Sesame’s Architecture HTTP SOAP HTTP Protocol Handler SOAP Protocol Handler Sesame Admin Module Query Module Export Module Repository Abstraction Layer (RAL) Repository
The Repository • DBMSs • Currently, Sesame is able to use • PostgreSQL • MySQL • Oracle (9i or newer) • SQL Server • Existing RDF stores • RDF flat files • RDF network services • Using multiple sesame server to retrieve results for queries. • This opens up the possibility of a highly distributed architecture for RDF(S) storing and querying.
Repository Abstraction Layer (RAL) • RAL offers stable, high-level interface for talking to repositories. • It is defined by an API that offers these functionalities: • Add data • Retrieve data • Delete data • Data is returned in streams. (Scalability) • Only small amount of data is kept in memory. • Suitable for use in highly constrained environments such as portable devices. • Caching data (Performance) • E.g. caching RDF schema data which is needed very frequently.
Admin Module • Allows incrementally inserting or deleting RDF data in/from repository. • Retrieves its information form an RDF(S) source • Parses it using an RDF parser • Checks each (S, P, O) statement it gets from the parser for consistency with the information already present in the repository and infers implied information if necessary for instance: • If P equals type, it infers that O must be a class. • If P equals subClassOf, it infers that S and O must be classes. • If P equals subPropertyOf, then it infers that both S and O must be properties. • If P equals domain or range, then it infers that S must be a property and O must be a class.
Query Module • Evaluates RQL queries posed by the user • It is independent of the underlying repository. So it can not use optimizations and query evaluations offered by specific DBMSs. • RQL queries are translated into a set of calls to the RAL. • e.g. when a query contains a join operation over two subqueries, each of the subqueries is evaluated, and the join operation is then executed by the query engine on the results.

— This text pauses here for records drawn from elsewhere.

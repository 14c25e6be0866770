use chrono::Utc;
use rusqlite::{params, OptionalExtension};

use super::*;

impl LocalDb {
    // =========================================================================
    // Local storage (key/value)
    // =========================================================================

    pub fn get_item(&self, key: &str) -> Result<Option<String>, DbError> {
        let value = self
            .conn
            .query_row(
                "SELECT value FROM local_storage WHERE key = ?1",
                params![key],
                |row| row.get(0),
            )
            .optional()?;
        Ok(value)
    }

    pub fn set_item(&self, key: &str, value: &str) -> Result<(), DbError> {
        self.conn.execute(
            "INSERT INTO local_storage (key, value, updated_at) VALUES (?1, ?2, ?3)
             ON CONFLICT(key) DO UPDATE SET value = excluded.value, updated_at = excluded.updated_at",
            params![key, value, Utc::now().to_rfc3339()],
        )?;
        Ok(())
    }

    /// Returns true if a value was removed.
    pub fn remove_item(&self, key: &str) -> Result<bool, DbError> {
        let removed = self
            .conn
            .execute("DELETE FROM local_storage WHERE key = ?1", params![key])?;
        Ok(removed > 0)
    }
}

RDF Export Module • This module allows for the extraction of the complete schema and/or data from a model in RDF format. • It supplies the basis for using Sesame with other RDF tools.

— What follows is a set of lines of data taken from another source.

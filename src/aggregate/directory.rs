//! People directory: fold meeting participants into one record per name.
//!
//! Identity is the lowercased, trimmed display name. Two different people who
//! share a name collapse into one record; there is nothing else in a meeting's
//! participant list to tell them apart.

use std::collections::{BTreeSet, HashMap, HashSet};

use chrono::NaiveDateTime;
use chrono_tz::Tz;
use serde::Serialize;

use crate::dates::parse_local_datetime;
use crate::types::{KnownContact, Meeting};

/// One person as seen across meetings.
#[derive(Debug, Clone, PartialEq, Serialize)]
#[serde(rename_all = "camelCase")]
pub struct PersonSummary {
    /// Lowercased, trimmed name.
    pub key: String,
    /// Casing from the first meeting the name appeared in.
    pub name: String,
    pub organizations: BTreeSet<String>,
    pub emails: BTreeSet<String>,
    pub meeting_count: usize,
    /// Raw date string of the latest meeting.
    pub last_meeting: String,
    pub meeting_ids: Vec<String>,
}

/// Normalize a display name into a directory key.
pub fn person_key(name: &str) -> String {
    name.trim().to_lowercase()
}

struct Accumulator<'a> {
    summary: PersonSummary,
    last_seen: Option<NaiveDateTime>,
    /// Meeting ids already counted, mirrors `summary.meeting_ids`.
    seen: HashSet<&'a str>,
}

/// Build the directory from meetings, then enrich it from known contacts.
///
/// Sorted by meeting count (descending), then name. A meeting is counted at
/// most once per person no matter how many times it, or the name within it,
/// is repeated.
pub fn build_directory(meetings: &[Meeting], contacts: &[KnownContact], tz: &Tz) -> Vec<PersonSummary> {
    let mut people: HashMap<String, Accumulator<'_>> = HashMap::new();

    for meeting in meetings {
        let organizations = clean_values(meeting.organizations());
        let seen_at = parse_local_datetime(&meeting.meeting_date, tz);

        for raw_name in meeting.participants() {
            let name = raw_name.trim();
            if name.is_empty() {
                continue;
            }
            let key = person_key(name);

            match people.get_mut(&key) {
                Some(acc) => merge_meeting(acc, meeting, &organizations, seen_at),
                None => {
                    people.insert(
                        key.clone(),
                        Accumulator {
                            summary: PersonSummary {
                                key,
                                name: name.to_string(),
                                organizations: organizations.iter().cloned().collect(),
                                emails: BTreeSet::new(),
                                meeting_count: 1,
                                last_meeting: meeting.meeting_date.clone(),
                                meeting_ids: vec![meeting.id.clone()],
                            },
                            last_seen: seen_at,
                            seen: HashSet::from([meeting.id.as_str()]),
                        },
                    );
                }
            }
        }
    }

    enrich_from_contacts(&mut people, contacts);

    let mut directory: Vec<PersonSummary> = people.into_values().map(|acc| acc.summary).collect();
    directory.sort_by(|a, b| {
        b.meeting_count
            .cmp(&a.meeting_count)
            .then_with(|| a.name.cmp(&b.name))
            .then_with(|| a.key.cmp(&b.key))
    });
    directory
}

fn merge_meeting<'a>(
    acc: &mut Accumulator<'a>,
    meeting: &'a Meeting,
    organizations: &[String],
    seen_at: Option<NaiveDateTime>,
) {
    if !acc.seen.insert(meeting.id.as_str()) {
        return;
    }

    acc.summary.meeting_count += 1;
    acc.summary.meeting_ids.push(meeting.id.clone());
    acc.summary
        .organizations
        .extend(organizations.iter().cloned());

    // `None` orders before any date, so an unreadable date never wins.
    if seen_at > acc.last_seen {
        acc.last_seen = seen_at;
        acc.summary.last_meeting = meeting.meeting_date.clone();
    }
}

fn enrich_from_contacts(people: &mut HashMap<String, Accumulator<'_>>, contacts: &[KnownContact]) {
    for contact in contacts {
        let Some(acc) = people.get_mut(&person_key(&contact.name)) else {
            continue;
        };
        if let Some(email) = non_empty(contact.email.as_deref()) {
            acc.summary.emails.insert(email.to_string());
        }
        if let Some(org) = non_empty(contact.organization.as_deref()) {
            acc.summary.organizations.insert(org.to_string());
        }
    }
}

fn clean_values(values: Vec<String>) -> Vec<String> {
    values
        .into_iter()
        .map(|v| v.trim().to_string())
        .filter(|v| !v.is_empty())
        .collect()
}

fn non_empty(value: Option<&str>) -> Option<&str> {
    value.map(str::trim).filter(|v| !v.is_empty())
}

#[cfg(test)]
mod tests {
    use super::*;

    fn meeting(id: &str, date: &str, participants: &[&str], orgs: &[&str]) -> Meeting {
        Meeting {
            id: id.to_string(),
            meeting_date: date.to_string(),
            participants: Some(serde_json::to_string(participants).unwrap()),
            organizations: Some(serde_json::to_string(orgs).unwrap()),
            ..Default::default()
        }
    }

    fn find<'a>(dir: &'a [PersonSummary], key: &str) -> &'a PersonSummary {
        dir.iter().find(|p| p.key == key).expect("person present")
    }

    #[test]
    fn test_case_insensitive_merge() {
        let meetings = vec![
            meeting("m1", "2024-01-01", &["Alice"], &["Acme"]),
            meeting("m2", "2024-01-10", &["alice"], &["Globex"]),
        ];
        let dir = build_directory(&meetings, &[], &Tz::UTC);

        assert_eq!(dir.len(), 1);
        let alice = &dir[0];
        assert_eq!(alice.name, "Alice");
        assert_eq!(alice.key, "alice");
        assert_eq!(alice.meeting_count, 2);
        assert_eq!(
            alice.organizations,
            BTreeSet::from(["Acme".to_string(), "Globex".to_string()])
        );
        assert_eq!(alice.last_meeting, "2024-01-10");
        assert_eq!(alice.meeting_ids, vec!["m1", "m2"]);
    }

    #[test]
    fn test_last_meeting_only_moves_forward() {
        let meetings = vec![
            meeting("m1", "2024-02-01", &["Bob"], &[]),
            meeting("m2", "2024-01-15", &["Bob"], &[]),
            meeting("m3", "not a date", &["Bob"], &[]),
            meeting("m4", "2024-02-01", &["Bob"], &[]),
        ];
        let dir = build_directory(&meetings, &[], &Tz::UTC);
        let bob = find(&dir, "bob");
        assert_eq!(bob.meeting_count, 4);
        assert_eq!(bob.last_meeting, "2024-02-01");
    }

    #[test]
    fn test_readable_date_replaces_unreadable_first_sighting() {
        let meetings = vec![
            meeting("m1", "unknown", &["Carol"], &[]),
            meeting("m2", "2024-01-05", &["Carol"], &[]),
        ];
        let dir = build_directory(&meetings, &[], &Tz::UTC);
        assert_eq!(find(&dir, "carol").last_meeting, "2024-01-05");
    }

    #[test]
    fn test_repeated_meeting_counts_once() {
        let m1 = meeting("m1", "2024-01-01", &["Alice", "ALICE ", " alice"], &["Acme"]);
        let meetings = vec![m1.clone(), m1.clone(), m1];
        let dir = build_directory(&meetings, &[], &Tz::UTC);
        assert_eq!(dir.len(), 1);
        assert_eq!(dir[0].meeting_count, 1);
        assert_eq!(dir[0].meeting_ids, vec!["m1"]);
    }

    #[test]
    fn test_contact_enrichment_attaches_email() {
        let meetings = vec![meeting("m1", "2024-01-01", &["Alice"], &["Acme"])];
        let contacts = vec![
            KnownContact {
                name: "Alice".to_string(),
                email: Some("a@x.com".to_string()),
                organization: Some("Acme".to_string()),
            },
            KnownContact {
                name: " alice ".to_string(),
                email: Some("a@x.com".to_string()),
                organization: Some("Initech".to_string()),
            },
            KnownContact {
                name: "Zed".to_string(),
                email: Some("z@x.com".to_string()),
                organization: None,
            },
        ];
        let dir = build_directory(&meetings, &contacts, &Tz::UTC);

        assert_eq!(dir.len(), 1, "contacts never create people");
        let alice = &dir[0];
        assert_eq!(alice.emails, BTreeSet::from(["a@x.com".to_string()]));
        assert_eq!(
            alice.organizations,
            BTreeSet::from(["Acme".to_string(), "Initech".to_string()])
        );
        assert_eq!(alice.meeting_count, 1);
    }

    #[test]
    fn test_malformed_participants_are_skipped() {
        let mut broken = meeting("m1", "2024-01-01", &[], &[]);
        broken.participants = Some("Alice, Bob".to_string());
        let mut absent = meeting("m2", "2024-01-02", &[], &[]);
        absent.participants = None;
        let ok = meeting("m3", "2024-01-03", &["", "  ", "Dana"], &["  "]);

        let dir = build_directory(&[broken, absent, ok], &[], &Tz::UTC);
        assert_eq!(dir.len(), 1);
        assert_eq!(dir[0].name, "Dana");
        assert!(dir[0].organizations.is_empty());
    }

    #[test]
    fn test_sorted_by_meeting_count_then_name() {
        let meetings = vec![
            meeting("m1", "2024-01-01", &["Zoe", "Bea", "Al"], &[]),
            meeting("m2", "2024-01-02", &["Zoe", "Bea"], &[]),
            meeting("m3", "2024-01-03", &["Zoe"], &[]),
        ];
        let dir = build_directory(&meetings, &[], &Tz::UTC);
        let order: Vec<(&str, usize)> = dir
            .iter()
            .map(|p| (p.name.as_str(), p.meeting_count))
            .collect();
        assert_eq!(order, vec![("Zoe", 3), ("Bea", 2), ("Al", 1)]);
    }

    #[test]
    fn test_count_matches_distinct_meetings_across_casings() {
        let meetings = vec![
            meeting("m1", "2024-01-01", &["Eve"], &[]),
            meeting("m2", "2024-01-02", &["EVE"], &[]),
            meeting("m3", "2024-01-03", &["Frank"], &[]),
            meeting("m4", "2024-01-04", &["eVe", "Eve"], &[]),
        ];
        let dir = build_directory(&meetings, &[], &Tz::UTC);
        assert_eq!(find(&dir, "eve").meeting_count, 3);
        assert_eq!(find(&dir, "frank").meeting_count, 1);
        assert_eq!(dir.iter().filter(|p| p.key == "eve").count(), 1);
    }

    #[test]
    fn test_interleaved_repeats_over_many_meetings() {
        let ids: Vec<String> = (0..500).map(|i| format!("m{}", i)).collect();
        let mut meetings: Vec<Meeting> = ids
            .iter()
            .map(|id| meeting(id, "2024-03-01", &["Grace"], &[]))
            .collect();
        // Every tenth meeting shows up again later in the list.
        let repeats: Vec<Meeting> = meetings.iter().step_by(10).cloned().collect();
        meetings.extend(repeats);

        let dir = build_directory(&meetings, &[], &Tz::UTC);
        let grace = find(&dir, "grace");
        assert_eq!(grace.meeting_count, 500);
        assert_eq!(grace.meeting_ids, ids);
    }
}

Important Features of Sesame • Powerful query language • Portability • It is written completely in Java. • Repository independence • Extensibility • Other functional modules can be created and be plugged in it. • Flexible communication by using protocol handlers • The architecture separates the communication details from the actual functionality through the use of protocol handlers.